_PROBLEM_
The expected output is exactly the lines below, starting at the line with "assert_eq!(merged.position, DVec3::new(100.0, 0.0, 0.0));" and ending at the line with "use tokio::net::TcpStream;", both included; no other line belongs in it.

☆ ☆ ☆

#[cfg(test)]
mod tests {
    use super::*;

    #[test]
    fn sphere_aabb_is_rotation_invariant() {
        let shape = CollisionShape::Sphere { radius: 2.0 };
        let rot = DQuat::from_rotation_z(1.3);
        let aabb = shape.world_aabb(DVec3::new(1.0, 0.0, 0.0), rot);
        assert_eq!(aabb.min, DVec3::new(-1.0, -2.0, -2.0));
        assert_eq!(aabb.max, DVec3::new(3.0, 2.0, 2.0));
    }

    #[test]
    fn rotated_box_aabb_covers_corners() {
        let shape = CollisionShape::Box {
            half_extents: DVec3::ONE,
        };
        // 45 degrees around z: the x/y extent grows to sqrt(2).
        let rot = DQuat::from_rotation_z(std::f64::consts::FRAC_PI_4);
        let aabb = shape.world_aabb(DVec3::ZERO, rot);
        let expect = 2f64.sqrt();
        assert!((aabb.max.x - expect).abs() < 1e-9);
        assert!((aabb.max.y - expect).abs() < 1e-9);
        assert!((aabb.max.z - 1.0).abs() < 1e-9);
    }

    #[test]
    fn plane_aabb_overlaps_everything() {
        let plane = CollisionShape::StaticPlane {
            normal: DVec3::Y,
            offset: 0.0,
        };
        let aabb = plane.world_aabb(DVec3::ZERO, DQuat::IDENTITY);
        let far = Aabb::from_center_half_extents(DVec3::splat(1e9), DVec3::ONE);
        assert!(aabb.overlaps(&far));
    }

    #[test]
    fn empty_shape_never_overlaps() {
        let aabb = CollisionShape::Empty.world_aabb(DVec3::ZERO, DQuat::IDENTITY);
        assert!(aabb.is_empty());
        let unit = Aabb::from_center_half_extents(DVec3::ZERO, DVec3::ONE);
        assert!(!aabb.overlaps(&unit));
    }

    #[test]
    fn compound_aabb_merges_children() {
        let shape = CollisionShape::Compound {
            children: vec![
                CompoundChild {
                    position: DVec3::new(-2.0, 0.0, 0.0),
                    rotation: DQuat::IDENTITY,
                    shape: CollisionShape::Sphere { radius: 1.0 },
                },
                CompoundChild {
                    position: DVec3::new(2.0, 0.0, 0.0),
                    rotation: DQuat::IDENTITY,
                    shape: CollisionShape::Sphere { radius: 1.0 },
                },
            ],
        };
        let aabb = shape.world_aabb(DVec3::ZERO, DQuat::IDENTITY);
        assert_eq!(aabb.min.x, -3.0);
        assert_eq!(aabb.max.x, 3.0);
    }

    #[test]
    fn scale_multiplies_linear_dimensions() {
        let mut body = RigidBody {
            shape: CollisionShape::Sphere { radius: 1.0 },
            scale: 2.5,
            ..Default::default()
        };
        body.position = DVec3::ZERO;
        let aabb = body.world_aabb();
        assert_eq!(aabb.max, DVec3::splat(2.5));
    }

    #[test]
    fn sphere_inertia_matches_solid_formula() {
        let shape = CollisionShape::Sphere { radius: 1.0 };
        let inertia = shape.inertia(10.0);
        assert!((inertia.x_axis.x - 4.0).abs() < 1e-12);
    }

    #[test]
    fn static_body_has_zero_inverse_inertia() {
        let body = RigidBody {
            inv_mass: 0.0,
            ..Default::default()
        };
        assert_eq!(body.inv_inertia_world(), DMat3::ZERO);
    }

    #[test]
    fn patch_apply_overrides_only_given_fields() {
        let body = RigidBody {
            position: DVec3::new(1.0, 2.0, 3.0),
            linear_velocity: DVec3::X,
            ..Default::default()
        };
        let patch = BodyPatch {
            position: Some(DVec3::new(100.0, 0.0, 0.0)),
            ..Default::default()
        };
        let merged = patch.apply(&body);
        assert_eq!(merged.position, DVec3::new(100.0, 0.0, 0.0));
        assert_eq!(merged.linear_velocity, DVec3::X);
        assert!(patch.touches_geometry());
    }

    #[test]
    fn validate_rejects_bad_records() {
        let mut body = RigidBody::default();
        body.scale = 0.0;
        assert!(body.validate().is_err());

        let mut body = RigidBody::default();
        body.restitution = 1.5;
        assert!(body.validate().is_err());

        assert!(RigidBody::default().validate().is_ok());
    }

    #[test]
    fn renormalize_fixes_drifted_quaternion() {
        let mut body = RigidBody::default();
        body.orientation = DQuat::from_xyzw(0.0, 0.0, 0.0, 1.01);
        body.renormalize_orientation(1e-6);
        assert!((body.orientation.length() - 1.0).abs() < 1e-12);
    }
}
//! Remote workers: the framed TCP leg of the worker protocol.
//!
//! The broker (orchestrator side) accepts connections and wraps each one in a
//! [`RemoteEndpoint`]; the worker process dials in with [`serve`] and answers
//! requests until the connection drops, then reconnects.

use std::net::SocketAddr;
use std::time::Duration;

use async_trait::async_trait;
use tokio::net::TcpStream;
use tracing::{debug, info, warn};

use crate::error::{SimError, SimResult};

use super::protocol::{read_frame, write_frame, WorkerReply, WorkerRequest};
use super::{solver, WorkerEndpoint};

/// Broker-side handle to one connected remote worker.
pub struct RemoteEndpoint {
    stream: TcpStream,
    peer: SocketAddr,
}

impl RemoteEndpoint {
    pub fn new(stream: TcpStream, peer: SocketAddr) -> Self {
        Self { stream, peer }
    }
}

#[async_trait]
impl WorkerEndpoint for RemoteEndpoint {
    fn name(&self) -> String {
        format!("remote-{}", self.peer)
    }

    async fn step(&mut self, request: WorkerRequest) -> SimResult<WorkerReply> {
        let island = request.island;
        write_frame(&mut self.stream, &request).await?;
        let reply: WorkerReply = read_frame(&mut self.stream).await?;
        if reply.island != island {
            return Err(SimError::Protocol(format!(
                "reply for island {} on request for island {island}",
                reply.island
            )));
        }
        Ok(reply)
    }

    // A failed call leaves the socket mid-conversation; the worker will
    // reconnect with a clean one.
    fn reusable_after_error(&self) -> bool {
        false
    }
}

/// Worker-process entry: connect to the broker and answer requests forever.
/// Reconnects with a fixed backoff when the broker goes away.
pub async fn serve(broker_addr: &str) -> SimResult<()> {
    loop {
        match TcpStream::connect(broker_addr).await {
            Ok(stream) => {
                info!(addr = broker_addr, "connected to broker");
                if let Err(e) = serve_connection(stream).await {
                    warn!(error = %e, "broker connection lost");
                }
            }
            Err(e) => {
                warn!(addr = broker_addr, error = %e, "broker unreachable");
            }
        }
        tokio::time::sleep(Duration::from_secs(1)).await;
    }
}

/// Answer requests on one connection until it breaks.
pub async fn serve_connection(mut stream: TcpStream) -> SimResult<()> {
    loop {
        let request: WorkerRequest = read_frame(&mut stream).await?;
        debug!(
            island = request.island,
            bodies = request.bodies.len(),
            "island received"
        );
        let reply = solver::step_island(&request);
        write_frame(&mut stream, &reply).await?;
    }
}
//! Remote rigid-body worker: dials the broker and solves islands until
//! stopped.
//!
//! Usage: `worker [broker-addr]` (default `127.0.0.1:5700`)

use tracing::info;

use azrael::error::SimResult;
use azrael::worker::remote;

#[tokio::main]
async fn main() -> SimResult<()> {
    azrael::init_logging();

    let addr = std::env::args()
        .nth(1)
        .unwrap_or_else(|| "127.0.0.1:5700".to_string());

    tokio::select! {
        result = remote::serve(&addr) => result,
        _ = tokio::signal::ctrl_c() => {
            info!("worker stopped");
            Ok(())
        }
    }
}
//! The tick orchestrator: owner of world state advancement.
//!
//! One tick runs through strict phases:
//!
//! 1. **Intake** — drain the command queue and apply every command.
//! 2. **Load** — sweep tombstones, snapshot the world.
//! 3. **Forces** — grid sample + boosters + direct forces + impulses.
//! 4. **Broadphase** — AABB overlaps into collision islands.
//! 5. **Dispatch** — one worker request per island, joined under a deadline.
//! 6. **Merge** — CAS-commit the replies that survived the version race.
//! 7. **Sleep** — put quiet bodies to sleep, wake touched ones.
//!
//! The phase boundaries are observable: commands enqueued before intake are
//! applied this tick, writes to one body are totally ordered by version, and
//! physics updates of disjoint islands commute. `tick` is public so tests can
//! drive the loop one step at a time without the timer.

use std::collections::{HashMap, HashSet};
use std::sync::Arc;

use futures_util::stream::{FuturesUnordered, StreamExt};
use glam::DVec3;
use parking_lot::RwLock;
use tokio::sync::{broadcast, watch};
use tokio::time::Instant;
use tracing::{debug, error, info, trace, warn};

use crate::body::{BodyId, RigidBody};
use crate::broadphase::{build_islands, sweep_and_prune, BroadEntry, IslandSet};
use crate::command::{Command, CommandOutcome, CommandReceiver};
use crate::config::SimConfig;
use crate::error::{SimError, SimResult};
use crate::force_grid::ForceGrid;
use crate::metrics::SimMetrics;
use crate::store::{BodyStore, BodyWrite, StoredBody};
use crate::worker::protocol::{
    BodySnapshot, ContactPair, ExternalForce, WorkerReply, WorkerRequest,
};
use crate::worker::WorkerPool;

/// Contacts resolved in one tick, published on the contact feed.
#[derive(Debug, Clone)]
pub struct ContactEvent {
    pub tick: u64,
    pub contacts: Vec<ContactPair>,
}

/// Requests a clean stop of the tick loop.
#[derive(Clone)]
pub struct ShutdownHandle {
    tx: Arc<watch::Sender<bool>>,
}

impl ShutdownHandle {
    pub fn shutdown(&self) {
        let _ = self.tx.send(true);
    }
}

#[derive(Debug, Default, Clone, Copy)]
struct SleepTracker {
    quiet_ticks: u32,
    sleeping: bool,
}

#[derive(Debug, Default, Clone, Copy)]
struct PendingImpulse {
    linear: DVec3,
    angular: DVec3,
}

/// The single owner of simulation time.
pub struct Orchestrator {
    store: Arc<dyn BodyStore>,
    commands: CommandReceiver,
    grid: Arc<RwLock<ForceGrid>>,
    pool: WorkerPool,
    config: SimConfig,
    metrics: Arc<SimMetrics>,
    contacts: broadcast::Sender<ContactEvent>,
    sleep: HashMap<BodyId, SleepTracker>,
    /// Impulses accumulated this tick, folded into the dispatch snapshots.
    impulses: HashMap<BodyId, PendingImpulse>,
    /// One-tick central force/torque overrides.
    direct_forces: HashMap<BodyId, (DVec3, DVec3)>,
    /// Consecutive ticks each body's island failed to come back.
    failure_streaks: HashMap<BodyId, u32>,
    tick_index: u64,
    /// Changes every tick; replies carrying an old nonce are discarded.
    nonce: u64,
    shutdown_tx: Arc<watch::Sender<bool>>,
    shutdown_rx: watch::Receiver<bool>,
}
//! Azrael: a distributed rigid-body physics server core.
//!
//! Clients define rigid bodies with force actuators and query their kinematic
//! state; the [`orchestrator`] advances the world in discrete ticks. Each
//! tick drains the [`command`] queue, samples the ambient [`force_grid`],
//! partitions the world into collision islands ([`broadphase`]) and hands
//! every island to one of N stateless solvers in the [`worker`] pool. Results
//! are reconciled against the versioned body [`store`] with optimistic
//! compare-and-set writes, so external commands and physics never trample
//! each other.

pub mod body;
pub mod broadphase;
pub mod command;
pub mod config;
pub mod error;
pub mod force_grid;
pub mod metrics;
pub mod orchestrator;
pub mod store;
pub mod worker;

// Re-export commonly used types
pub mod prelude {
    pub use crate::body::{Aabb, BodyId, BodyPatch, Booster, CollisionShape, RigidBody};
    pub use crate::command::{command_queue, Command, CommandOutcome, CommandSender};
    pub use crate::config::SimConfig;
    pub use crate::error::{SimError, SimResult};
    pub use crate::force_grid::ForceGrid;
    pub use crate::orchestrator::Orchestrator;
    pub use crate::store::{BodyStore, InMemoryStore};
    pub use crate::worker::WorkerPool;

    // Math types
    pub use glam::{DMat3, DQuat, DVec3};
}

/// Initialize logging for the server and worker processes.
pub fn init_logging() {
    use tracing_subscriber::{layer::SubscriberExt, util::SubscriberInitExt};

    tracing_subscriber::registry()
        .with(
            tracing_subscriber::EnvFilter::try_from_default_env()
                .unwrap_or_else(|_| "info".into()),
        )
        .with(tracing_subscriber::fmt::layer())
        .init();
}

☆ ☆ ☆

_RESULT OF THE TASK_
        assert_eq!(merged.position, DVec3::new(100.0, 0.0, 0.0));
        assert_eq!(merged.linear_velocity, DVec3::X);
        assert!(patch.touches_geometry());
    }

    #[test]
    fn validate_rejects_bad_records() {
        let mut body = RigidBody::default();
        body.scale = 0.0;
        assert!(body.validate().is_err());

        let mut body = RigidBody::default();
        body.restitution = 1.5;
        assert!(body.validate().is_err());

        assert!(RigidBody::default().validate().is_ok());
    }

    #[test]
    fn renormalize_fixes_drifted_quaternion() {
        let mut body = RigidBody::default();
        body.orientation = DQuat::from_xyzw(0.0, 0.0, 0.0, 1.01);
        body.renormalize_orientation(1e-6);
        assert!((body.orientation.length() - 1.0).abs() < 1e-12);
    }
}
//! Remote workers: the framed TCP leg of the worker protocol.
//!
//! The broker (orchestrator side) accepts connections and wraps each one in a
//! [`RemoteEndpoint`]; the worker process dials in with [`serve`] and answers
//! requests until the connection drops, then reconnects.

use std::net::SocketAddr;
use std::time::Duration;

use async_trait::async_trait;
use tokio::net::TcpStream;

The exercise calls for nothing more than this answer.